* _What is required_
All lines of the records below that contain the word "DateTime" must be listed.

* _Supplied material_
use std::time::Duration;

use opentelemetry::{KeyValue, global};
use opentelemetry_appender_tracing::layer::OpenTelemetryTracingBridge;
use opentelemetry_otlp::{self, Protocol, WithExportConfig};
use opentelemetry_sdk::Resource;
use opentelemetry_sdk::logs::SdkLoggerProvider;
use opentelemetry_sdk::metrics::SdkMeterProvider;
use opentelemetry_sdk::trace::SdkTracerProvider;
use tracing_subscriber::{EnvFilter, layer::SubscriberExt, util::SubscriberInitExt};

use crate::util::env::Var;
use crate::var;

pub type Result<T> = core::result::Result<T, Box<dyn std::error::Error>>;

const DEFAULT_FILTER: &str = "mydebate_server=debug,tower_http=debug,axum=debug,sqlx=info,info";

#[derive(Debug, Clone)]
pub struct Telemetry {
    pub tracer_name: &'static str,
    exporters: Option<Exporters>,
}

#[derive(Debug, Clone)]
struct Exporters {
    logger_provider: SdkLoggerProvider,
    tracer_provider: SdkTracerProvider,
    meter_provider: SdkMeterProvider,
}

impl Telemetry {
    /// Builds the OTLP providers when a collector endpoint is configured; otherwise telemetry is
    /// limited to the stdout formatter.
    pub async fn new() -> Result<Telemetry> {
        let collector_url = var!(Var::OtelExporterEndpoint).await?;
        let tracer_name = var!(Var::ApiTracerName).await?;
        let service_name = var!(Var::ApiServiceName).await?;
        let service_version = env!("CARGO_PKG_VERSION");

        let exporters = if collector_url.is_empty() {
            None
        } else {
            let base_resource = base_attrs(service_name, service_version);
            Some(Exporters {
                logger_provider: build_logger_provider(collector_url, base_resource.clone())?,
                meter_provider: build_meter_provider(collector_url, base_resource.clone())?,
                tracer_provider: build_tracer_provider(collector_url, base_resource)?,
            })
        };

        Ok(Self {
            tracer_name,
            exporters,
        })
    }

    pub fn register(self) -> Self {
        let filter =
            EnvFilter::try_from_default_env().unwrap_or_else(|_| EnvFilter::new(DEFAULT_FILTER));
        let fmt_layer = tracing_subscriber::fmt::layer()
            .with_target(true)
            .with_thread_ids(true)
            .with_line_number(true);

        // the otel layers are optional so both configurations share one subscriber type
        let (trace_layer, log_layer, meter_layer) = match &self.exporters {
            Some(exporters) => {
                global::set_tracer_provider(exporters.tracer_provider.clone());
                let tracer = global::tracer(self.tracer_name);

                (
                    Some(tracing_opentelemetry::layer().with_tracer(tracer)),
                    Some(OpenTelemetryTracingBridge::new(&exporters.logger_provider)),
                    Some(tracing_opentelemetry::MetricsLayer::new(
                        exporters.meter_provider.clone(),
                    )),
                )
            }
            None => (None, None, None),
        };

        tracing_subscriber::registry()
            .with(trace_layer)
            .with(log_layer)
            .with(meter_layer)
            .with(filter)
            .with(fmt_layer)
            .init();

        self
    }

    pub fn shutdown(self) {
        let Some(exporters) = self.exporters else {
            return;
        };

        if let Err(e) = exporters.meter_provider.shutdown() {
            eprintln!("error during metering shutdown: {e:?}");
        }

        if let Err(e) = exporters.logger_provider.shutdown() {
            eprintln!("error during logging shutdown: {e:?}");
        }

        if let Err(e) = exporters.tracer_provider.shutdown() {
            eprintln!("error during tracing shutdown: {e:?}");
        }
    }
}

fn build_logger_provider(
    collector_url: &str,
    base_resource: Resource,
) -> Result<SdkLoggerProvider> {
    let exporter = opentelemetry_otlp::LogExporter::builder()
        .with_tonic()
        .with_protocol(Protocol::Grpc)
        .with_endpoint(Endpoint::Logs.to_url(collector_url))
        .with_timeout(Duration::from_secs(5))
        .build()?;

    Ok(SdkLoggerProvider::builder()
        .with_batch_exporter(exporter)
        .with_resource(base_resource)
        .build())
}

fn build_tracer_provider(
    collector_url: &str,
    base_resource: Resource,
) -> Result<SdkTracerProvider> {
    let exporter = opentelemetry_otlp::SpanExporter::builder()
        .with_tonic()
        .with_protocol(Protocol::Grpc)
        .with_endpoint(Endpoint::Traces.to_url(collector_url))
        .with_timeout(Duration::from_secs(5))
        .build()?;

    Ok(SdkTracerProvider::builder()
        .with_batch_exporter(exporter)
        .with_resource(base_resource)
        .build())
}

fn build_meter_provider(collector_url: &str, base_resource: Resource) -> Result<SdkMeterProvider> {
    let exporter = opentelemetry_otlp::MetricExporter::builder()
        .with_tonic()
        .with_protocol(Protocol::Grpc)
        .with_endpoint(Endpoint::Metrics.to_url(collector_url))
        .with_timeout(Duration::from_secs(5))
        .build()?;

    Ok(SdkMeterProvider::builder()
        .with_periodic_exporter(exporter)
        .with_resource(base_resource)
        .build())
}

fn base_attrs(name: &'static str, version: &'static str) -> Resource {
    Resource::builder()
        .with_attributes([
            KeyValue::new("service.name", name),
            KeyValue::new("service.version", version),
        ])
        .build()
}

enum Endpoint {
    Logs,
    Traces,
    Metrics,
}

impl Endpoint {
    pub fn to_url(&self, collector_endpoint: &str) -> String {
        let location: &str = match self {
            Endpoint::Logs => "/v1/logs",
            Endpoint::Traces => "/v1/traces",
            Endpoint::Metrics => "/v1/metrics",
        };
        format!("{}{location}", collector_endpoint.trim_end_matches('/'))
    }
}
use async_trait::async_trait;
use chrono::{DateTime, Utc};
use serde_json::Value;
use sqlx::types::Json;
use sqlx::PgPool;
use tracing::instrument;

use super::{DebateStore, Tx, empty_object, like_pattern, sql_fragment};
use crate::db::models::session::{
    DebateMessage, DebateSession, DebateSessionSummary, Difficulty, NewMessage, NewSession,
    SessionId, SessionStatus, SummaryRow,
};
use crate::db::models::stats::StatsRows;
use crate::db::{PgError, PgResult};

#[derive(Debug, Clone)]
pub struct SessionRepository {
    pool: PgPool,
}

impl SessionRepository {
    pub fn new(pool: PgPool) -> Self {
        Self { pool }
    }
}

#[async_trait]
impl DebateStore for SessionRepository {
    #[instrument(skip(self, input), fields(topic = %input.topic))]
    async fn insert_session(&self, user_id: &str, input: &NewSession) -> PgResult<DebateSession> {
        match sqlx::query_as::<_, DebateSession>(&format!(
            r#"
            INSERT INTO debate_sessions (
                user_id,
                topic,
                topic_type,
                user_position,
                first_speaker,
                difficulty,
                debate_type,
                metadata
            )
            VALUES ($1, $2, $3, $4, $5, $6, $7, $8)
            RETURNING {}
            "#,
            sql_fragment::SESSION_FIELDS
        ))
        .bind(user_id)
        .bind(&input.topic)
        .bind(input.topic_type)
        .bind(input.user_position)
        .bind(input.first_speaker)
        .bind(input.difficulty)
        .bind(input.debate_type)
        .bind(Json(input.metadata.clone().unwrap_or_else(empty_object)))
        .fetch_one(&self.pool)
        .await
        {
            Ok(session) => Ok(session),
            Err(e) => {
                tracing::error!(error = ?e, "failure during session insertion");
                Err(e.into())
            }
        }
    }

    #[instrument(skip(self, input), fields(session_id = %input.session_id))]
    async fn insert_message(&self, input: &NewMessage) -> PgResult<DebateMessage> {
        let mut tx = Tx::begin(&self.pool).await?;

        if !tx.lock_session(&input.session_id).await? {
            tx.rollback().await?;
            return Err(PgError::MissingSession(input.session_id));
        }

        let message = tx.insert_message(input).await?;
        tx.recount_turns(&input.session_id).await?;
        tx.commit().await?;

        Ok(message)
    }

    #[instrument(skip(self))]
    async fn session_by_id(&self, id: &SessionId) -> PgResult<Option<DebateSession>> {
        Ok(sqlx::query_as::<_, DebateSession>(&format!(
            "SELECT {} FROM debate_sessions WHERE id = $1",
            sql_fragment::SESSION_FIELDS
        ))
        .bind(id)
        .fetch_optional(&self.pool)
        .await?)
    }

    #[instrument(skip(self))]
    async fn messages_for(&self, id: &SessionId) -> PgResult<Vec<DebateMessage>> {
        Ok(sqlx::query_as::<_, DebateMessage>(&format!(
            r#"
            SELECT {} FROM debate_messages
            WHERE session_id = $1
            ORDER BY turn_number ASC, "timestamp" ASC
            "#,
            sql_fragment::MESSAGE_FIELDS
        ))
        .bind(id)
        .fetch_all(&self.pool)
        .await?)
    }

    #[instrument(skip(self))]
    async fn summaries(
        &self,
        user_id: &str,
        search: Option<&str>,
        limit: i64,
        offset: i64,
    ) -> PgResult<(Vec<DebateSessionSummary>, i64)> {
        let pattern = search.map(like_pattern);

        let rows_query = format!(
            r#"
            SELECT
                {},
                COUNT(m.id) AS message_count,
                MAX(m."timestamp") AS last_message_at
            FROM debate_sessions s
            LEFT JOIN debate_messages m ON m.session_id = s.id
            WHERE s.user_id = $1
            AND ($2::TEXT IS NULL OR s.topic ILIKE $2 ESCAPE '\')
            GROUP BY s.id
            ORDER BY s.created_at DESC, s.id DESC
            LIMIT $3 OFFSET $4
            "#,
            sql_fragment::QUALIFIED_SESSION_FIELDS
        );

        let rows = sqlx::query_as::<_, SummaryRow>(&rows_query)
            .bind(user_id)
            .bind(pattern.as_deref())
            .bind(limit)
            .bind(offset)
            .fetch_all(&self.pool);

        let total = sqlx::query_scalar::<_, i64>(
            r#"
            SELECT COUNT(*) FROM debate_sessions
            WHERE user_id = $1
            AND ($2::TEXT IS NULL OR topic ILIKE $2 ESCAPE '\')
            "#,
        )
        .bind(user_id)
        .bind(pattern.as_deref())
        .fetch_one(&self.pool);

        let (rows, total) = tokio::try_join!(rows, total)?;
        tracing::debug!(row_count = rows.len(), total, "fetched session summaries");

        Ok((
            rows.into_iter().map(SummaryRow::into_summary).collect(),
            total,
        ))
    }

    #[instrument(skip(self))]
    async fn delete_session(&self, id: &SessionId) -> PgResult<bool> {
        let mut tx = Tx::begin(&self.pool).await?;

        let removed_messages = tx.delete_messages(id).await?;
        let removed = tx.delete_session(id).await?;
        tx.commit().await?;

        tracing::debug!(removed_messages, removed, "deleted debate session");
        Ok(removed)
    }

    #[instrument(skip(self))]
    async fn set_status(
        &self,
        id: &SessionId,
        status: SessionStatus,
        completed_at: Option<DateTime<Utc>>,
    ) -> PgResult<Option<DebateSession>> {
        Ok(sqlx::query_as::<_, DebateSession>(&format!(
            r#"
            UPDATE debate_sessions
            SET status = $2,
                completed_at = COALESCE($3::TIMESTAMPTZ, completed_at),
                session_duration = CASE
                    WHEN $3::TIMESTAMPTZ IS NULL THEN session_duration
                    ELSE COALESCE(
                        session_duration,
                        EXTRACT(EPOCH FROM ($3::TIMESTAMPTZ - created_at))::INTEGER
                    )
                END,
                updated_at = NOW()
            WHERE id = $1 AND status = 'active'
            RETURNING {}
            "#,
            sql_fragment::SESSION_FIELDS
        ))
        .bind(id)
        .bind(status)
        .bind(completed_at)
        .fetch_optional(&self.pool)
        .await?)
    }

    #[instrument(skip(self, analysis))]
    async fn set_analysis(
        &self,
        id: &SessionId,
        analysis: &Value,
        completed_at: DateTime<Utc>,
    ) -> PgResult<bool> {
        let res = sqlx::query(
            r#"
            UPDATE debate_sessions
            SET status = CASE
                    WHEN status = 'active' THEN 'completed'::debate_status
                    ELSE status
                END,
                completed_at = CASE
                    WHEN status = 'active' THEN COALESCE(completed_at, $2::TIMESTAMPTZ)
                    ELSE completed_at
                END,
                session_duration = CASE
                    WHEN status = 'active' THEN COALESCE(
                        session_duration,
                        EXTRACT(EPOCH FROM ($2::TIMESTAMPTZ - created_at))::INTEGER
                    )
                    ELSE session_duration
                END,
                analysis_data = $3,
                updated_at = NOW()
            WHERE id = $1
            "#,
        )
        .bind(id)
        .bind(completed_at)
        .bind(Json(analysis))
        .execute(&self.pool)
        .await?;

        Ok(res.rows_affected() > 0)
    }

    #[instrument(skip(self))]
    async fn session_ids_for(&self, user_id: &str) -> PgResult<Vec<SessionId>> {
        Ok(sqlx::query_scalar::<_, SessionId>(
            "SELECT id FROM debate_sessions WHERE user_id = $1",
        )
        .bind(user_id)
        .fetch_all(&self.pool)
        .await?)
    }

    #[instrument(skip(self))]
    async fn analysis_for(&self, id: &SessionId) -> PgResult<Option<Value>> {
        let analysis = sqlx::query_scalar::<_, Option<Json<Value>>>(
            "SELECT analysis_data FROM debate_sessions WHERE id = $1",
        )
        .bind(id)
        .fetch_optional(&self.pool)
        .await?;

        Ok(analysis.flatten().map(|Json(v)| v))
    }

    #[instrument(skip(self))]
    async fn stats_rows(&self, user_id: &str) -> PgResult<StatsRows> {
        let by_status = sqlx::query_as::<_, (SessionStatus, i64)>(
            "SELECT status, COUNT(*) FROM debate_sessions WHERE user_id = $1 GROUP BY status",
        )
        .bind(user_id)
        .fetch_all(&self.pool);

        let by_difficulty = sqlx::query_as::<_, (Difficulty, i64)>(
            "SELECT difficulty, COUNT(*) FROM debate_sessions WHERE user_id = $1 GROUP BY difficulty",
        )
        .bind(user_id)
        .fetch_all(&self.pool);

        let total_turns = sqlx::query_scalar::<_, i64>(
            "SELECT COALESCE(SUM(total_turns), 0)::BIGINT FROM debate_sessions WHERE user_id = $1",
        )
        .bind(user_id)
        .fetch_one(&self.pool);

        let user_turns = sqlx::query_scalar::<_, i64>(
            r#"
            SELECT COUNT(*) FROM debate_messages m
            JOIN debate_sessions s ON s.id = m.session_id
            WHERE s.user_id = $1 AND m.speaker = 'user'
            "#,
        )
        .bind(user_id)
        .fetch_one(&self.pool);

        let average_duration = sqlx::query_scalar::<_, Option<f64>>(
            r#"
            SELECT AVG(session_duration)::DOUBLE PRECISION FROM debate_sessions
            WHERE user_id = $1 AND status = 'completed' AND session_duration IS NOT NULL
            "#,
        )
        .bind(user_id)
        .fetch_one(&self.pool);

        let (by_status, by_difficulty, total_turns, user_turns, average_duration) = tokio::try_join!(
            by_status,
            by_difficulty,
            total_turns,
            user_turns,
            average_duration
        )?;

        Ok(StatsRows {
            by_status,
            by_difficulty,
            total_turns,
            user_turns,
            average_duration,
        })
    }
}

* _Completed task_
use chrono::{DateTime, Utc};
        completed_at: Option<DateTime<Utc>>,
        completed_at: DateTime<Utc>,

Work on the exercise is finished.